> **Work to be completed**
The response should hold each line from the entries below where "built" is found.

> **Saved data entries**
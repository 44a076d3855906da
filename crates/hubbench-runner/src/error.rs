use std::time::Duration;

use hubbench_core::ConfigError;
use hubbench_hub::{HubError, StoreError};
use thiserror::Error;

#[derive(Debug, Error)]
pub enum ApiError {
    #[error("api request failed: {0}")]
    Http(#[from] reqwest::Error),
    #[error("api request to {url} returned status {status}")]
    Status { url: String, status: u16 },
    #[error("response pagination structure is malformed")]
    MalformedPagination,
    #[error("pagination cursor did not advance past offset {offset}")]
    CursorStalled { offset: u64 },
}

#[derive(Debug, Error)]
pub enum StartupError {
    #[error("failed to build trial scheduler: {0}")]
    Scheduler(#[source] std::io::Error),
    #[error("hub failed to start: {0}")]
    Hub(#[from] HubError),
    #[error("server at {url} not reachable after {waited:?}")]
    Unreachable { url: String, waited: Duration },
    #[error("failed to launch route proxy: {0}")]
    ProxySpawn(#[source] std::io::Error),
    #[error("failed to create trial scratch directory: {0}")]
    Scratch(#[source] std::io::Error),
}

/// Any failure is fatal to its trial; nothing here is retried.
#[derive(Debug, Error)]
pub enum TrialError {
    #[error(transparent)]
    Config(#[from] ConfigError),
    #[error(transparent)]
    Store(#[from] StoreError),
    #[error(transparent)]
    Startup(#[from] StartupError),
    #[error(transparent)]
    Api(#[from] ApiError),
    #[error("{kind} failure in trial worker: {message}")]
    Worker { kind: String, message: String },
}

impl TrialError {
    pub fn kind(&self) -> &str {
        match self {
            TrialError::Config(_) => "config",
            TrialError::Store(_) => "store",
            TrialError::Startup(_) => "startup",
            TrialError::Api(_) => "api",
            TrialError::Worker { kind, .. } => kind,
        }
    }
}

#[derive(Debug, Error)]
pub enum SweepError {
    #[error(transparent)]
    Trial(#[from] TrialError),
    #[error("sweep i/o failed: {0}")]
    Io(#[from] std::io::Error),
    #[error("trial worker protocol: {0}")]
    Protocol(#[from] serde_json::Error),
}
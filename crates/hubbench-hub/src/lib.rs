pub mod api;
pub mod collab;
pub mod hub;
pub mod store;

pub use api::{DEFAULT_PAGE_LIMIT, PAGINATION_MEDIA_TYPE};
pub use collab::{
    CollabError, InMemoryRouteTable, NullSessionLifecycle, RouteEntry, RouteTable,
    SessionLifecycle, SessionStatus,
};
pub use hub::{ApiHandle, Hub, HubConfig, HubError, RestoreStats, StoreSummary};
pub use store::{sqlite_url, HubStore, SessionEndpoint, StoreError, TenantRecord, DB_FILE_NAME};
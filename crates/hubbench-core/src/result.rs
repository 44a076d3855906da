use std::time::Duration;

use serde::{Deserialize, Serialize};

use crate::config::TrialConfig;

pub const CSV_HEADER: &str = "users,active,running,startup,spawn,first_users,second_users";

/// Measured API rounds per trial, after the warm-up request.
pub const MEASURE_ROUNDS: usize = 2;

/// The timings collected from one completed trial. `running` is the
/// measured number of restored sessions, which can be below the
/// requested active count when sampling drew duplicates.
#[derive(Debug, Clone, PartialEq, Serialize, Deserialize)]
pub struct TrialResult {
    pub running: usize,
    #[serde(with = "secs")]
    pub startup: Duration,
    #[serde(with = "secs")]
    pub session_restore: Duration,
    #[serde(with = "secs")]
    pub first_api_round: Duration,
    #[serde(with = "secs")]
    pub second_api_round: Duration,
}

impl TrialResult {
    pub fn csv_row(&self, config: &TrialConfig) -> String {
        format!(
            "{},{},{},{:.6},{:.6},{:.6},{:.6}",
            config.population,
            config.active,
            self.running,
            self.startup.as_secs_f64(),
            self.session_restore.as_secs_f64(),
            self.first_api_round.as_secs_f64(),
            self.second_api_round.as_secs_f64(),
        )
    }
}

mod secs {
    use std::time::Duration;

    use serde::{de, Deserialize, Deserializer, Serializer};

    pub fn serialize<S: Serializer>(value: &Duration, serializer: S) -> Result<S::Ok, S::Error> {
        serializer.serialize_f64(value.as_secs_f64())
    }

    pub fn deserialize<'de, D: Deserializer<'de>>(deserializer: D) -> Result<Duration, D::Error> {
        let secs = f64::deserialize(deserializer)?;
        if !secs.is_finite() || secs < 0.0 {
            return Err(de::Error::custom(format!(
                "latency must be non-negative finite seconds, got {secs}"
            )));
        }
        Ok(Duration::from_secs_f64(secs))
    }
}
//! Core facade types and traits

pub mod backend;
pub mod config;
pub mod error;
pub mod log_entry;
pub mod log_format;
pub mod log_priority;
pub mod logger;
pub mod metrics;
pub mod properties;

pub use backend::LogBackend;
pub use config::{LoggerConfig, DEFAULT_MAX_MESSAGE_LEN, LOG_NDEBUG};
pub use error::{LoggerError, Result};
pub use log_entry::LogEntry;
pub use log_format::LogFormat;
pub use log_priority::LogPriority;
pub use logger::{FatalHook, Logger, LoggerBuilder};
pub use metrics::LoggerMetrics;
pub use properties::{NoProperties, PropertySource, PropertyStore};
//! Backend implementations

#[cfg(feature = "console")]
pub mod console;
pub mod file;
pub mod memory;

#[cfg(feature = "console")]
pub use console::ConsoleBackend;
pub use file::FileBackend;
pub use memory::MemoryBackend;

pub use crate::core::LogBackend;
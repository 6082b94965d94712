//! File backend implementation
//!
//! The file is opened in append mode and every entry is written with one
//! `write_all`, so concurrent writers (threads or processes) never split an
//! entry as long as the filesystem honors `O_APPEND`. With the `file`
//! feature an exclusive advisory lock is also held around each write.

use crate::core::{LogBackend, LogEntry, LogFormat, LoggerError, Result};
use parking_lot::Mutex;
use std::fs::{File, OpenOptions};
use std::io::Write;
use std::path::{Path, PathBuf};

pub struct FileBackend {
    file: Mutex<File>,
    path: PathBuf,
    format: LogFormat,
    lock_file: bool,
}

impl FileBackend {
    pub fn new(path: impl Into<PathBuf>) -> Result<Self> {
        let path = path.into();
        let file = OpenOptions::new()
            .create(true)
            .append(true)
            .open(&path)
            .map_err(|e| {
                LoggerError::io_operation("opening log file", path.display().to_string(), e)
            })?;

        Ok(Self {
            file: Mutex::new(file),
            path,
            format: LogFormat::default(),
            lock_file: cfg!(feature = "file"),
        })
    }

    /// Set the output format for this backend
    ///
    /// # Examples
    ///
    /// ```no_run
    /// use rust_liblog_system::backends::FileBackend;
    /// use rust_liblog_system::LogFormat;
    ///
    /// let backend = FileBackend::new("/data/local/tmp/app.log")
    ///     .unwrap()
    ///     .with_format(LogFormat::Json);
    /// ```
    #[must_use]
    pub fn with_format(mut self, format: LogFormat) -> Self {
        self.format = format;
        self
    }

    /// Hold an exclusive file lock around each write (default with `file`)
    #[must_use]
    pub fn with_file_lock(mut self, enabled: bool) -> Self {
        self.lock_file = enabled && cfg!(feature = "file");
        self
    }

    pub fn path(&self) -> &Path {
        &self.path
    }

    #[cfg(feature = "file")]
    fn append_locked(&self, file: &mut File, bytes: &[u8]) -> Result<()> {
        fs2::FileExt::lock_exclusive(&*file)
            .map_err(|_| LoggerError::file_lock(self.path.display().to_string()))?;
        let result = file.write_all(bytes);
        if let Err(e) = fs2::FileExt::unlock(&*file) {
            eprintln!(
                "[LOGGER ERROR] Failed to unlock '{}': {}",
                self.path.display(),
                e
            );
        }
        result.map_err(|e| {
            LoggerError::io_operation("appending log entry", self.path.display().to_string(), e)
        })
    }

    #[cfg(not(feature = "file"))]
    fn append_locked(&self, file: &mut File, bytes: &[u8]) -> Result<()> {
        self.append(file, bytes)
    }

    fn append(&self, file: &mut File, bytes: &[u8]) -> Result<()> {
        file.write_all(bytes).map_err(|e| {
            LoggerError::io_operation("appending log entry", self.path.display().to_string(), e)
        })
    }
}

impl LogBackend for FileBackend {
    fn write(&self, entry: &LogEntry) -> Result<usize> {
        let output = self.format.render(entry)?;
        let mut file = self.file.lock();
        if self.lock_file {
            self.append_locked(&mut file, output.as_bytes())?;
        } else {
            self.append(&mut file, output.as_bytes())?;
        }
        Ok(output.len())
    }

    fn flush(&self) -> Result<()> {
        self.file.lock().flush()?;
        Ok(())
    }

    fn name(&self) -> &str {
        "file"
    }
}
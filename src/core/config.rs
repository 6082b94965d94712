//! Facade configuration
//!
//! `LoggerConfig` can be built in code, through [`LoggerBuilder`], or
//! loaded from JSON. Missing JSON fields take their defaults:
//!
//! ```
//! use rust_liblog_system::{LoggerConfig, LogPriority};
//!
//! let config = LoggerConfig::from_json_str(r#"{ "tag": "netd", "max_message_len": 4068 }"#).unwrap();
//! assert_eq!(config.tag.as_deref(), Some("netd"));
//! assert_eq!(config.default_priority, LogPriority::Verbose);
//! ```
//!
//! [`LoggerBuilder`]: crate::LoggerBuilder

use super::error::{LoggerError, Result};
use super::log_priority::LogPriority;
use serde::{Deserialize, Serialize};
use std::path::Path;

/// Portable floor for the maximum message length, in bytes
pub const DEFAULT_MAX_MESSAGE_LEN: usize = 1023;

/// True when built with the `log-ndebug` feature.
///
/// Verbose macros and the debug-only fatal checks are compiled out, and
/// `Logger::test_log` defaults to `Debug` instead of `Verbose`.
pub const LOG_NDEBUG: bool = cfg!(feature = "log-ndebug");

#[derive(Debug, Clone, PartialEq, Eq, Serialize, Deserialize)]
#[serde(default)]
pub struct LoggerConfig {
    /// Ambient tag used by the shortcut macros
    pub tag: Option<String>,
    /// Threshold used by `write` when no property applies
    pub default_priority: LogPriority,
    /// Process-wide minimum, `Default` when unset
    pub min_priority: LogPriority,
    /// Messages longer than this many bytes are truncated
    pub max_message_len: usize,
}

impl Default for LoggerConfig {
    fn default() -> Self {
        Self {
            tag: None,
            default_priority: LogPriority::Verbose,
            min_priority: LogPriority::Default,
            max_message_len: DEFAULT_MAX_MESSAGE_LEN,
        }
    }
}

impl LoggerConfig {
    pub fn from_json_str(json: &str) -> Result<Self> {
        let config: Self = serde_json::from_str(json)?;
        config.validate()?;
        Ok(config)
    }

    pub fn from_file(path: impl AsRef<Path>) -> Result<Self> {
        let path = path.as_ref();
        let content = std::fs::read_to_string(path).map_err(|e| {
            LoggerError::io_operation("reading logger config", path.display().to_string(), e)
        })?;
        Self::from_json_str(&content)
    }

    pub fn to_json_string(&self) -> Result<String> {
        Ok(serde_json::to_string_pretty(self)?)
    }

    /// Replace out-of-range values with their defaults.
    ///
    /// Returns `true` if anything changed.
    pub fn sanitize(&mut self) -> bool {
        let mut changed = false;
        if self.max_message_len == 0 {
            self.max_message_len = DEFAULT_MAX_MESSAGE_LEN;
            changed = true;
        }
        if !self.default_priority.is_message_priority() {
            self.default_priority = LogPriority::Verbose;
            changed = true;
        }
        if self.min_priority == LogPriority::Unknown {
            self.min_priority = LogPriority::Default;
            changed = true;
        }
        changed
    }

    pub fn validate(&self) -> Result<()> {
        if self.max_message_len == 0 {
            return Err(LoggerError::config(
                "LoggerConfig",
                "max_message_len must be greater than zero",
            ));
        }
        if !self.default_priority.is_message_priority() {
            return Err(LoggerError::config(
                "LoggerConfig",
                format!(
                    "default_priority must be VERBOSE..FATAL, got {}",
                    self.default_priority
                ),
            ));
        }
        if self.min_priority == LogPriority::Unknown {
            return Err(LoggerError::config(
                "LoggerConfig",
                "min_priority cannot be UNKNOWN",
            ));
        }
        Ok(())
    }
}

> **Answer area**
//! `LoggerConfig` can be built in code, through [`LoggerBuilder`], or
/// True when built with the `log-ndebug` feature.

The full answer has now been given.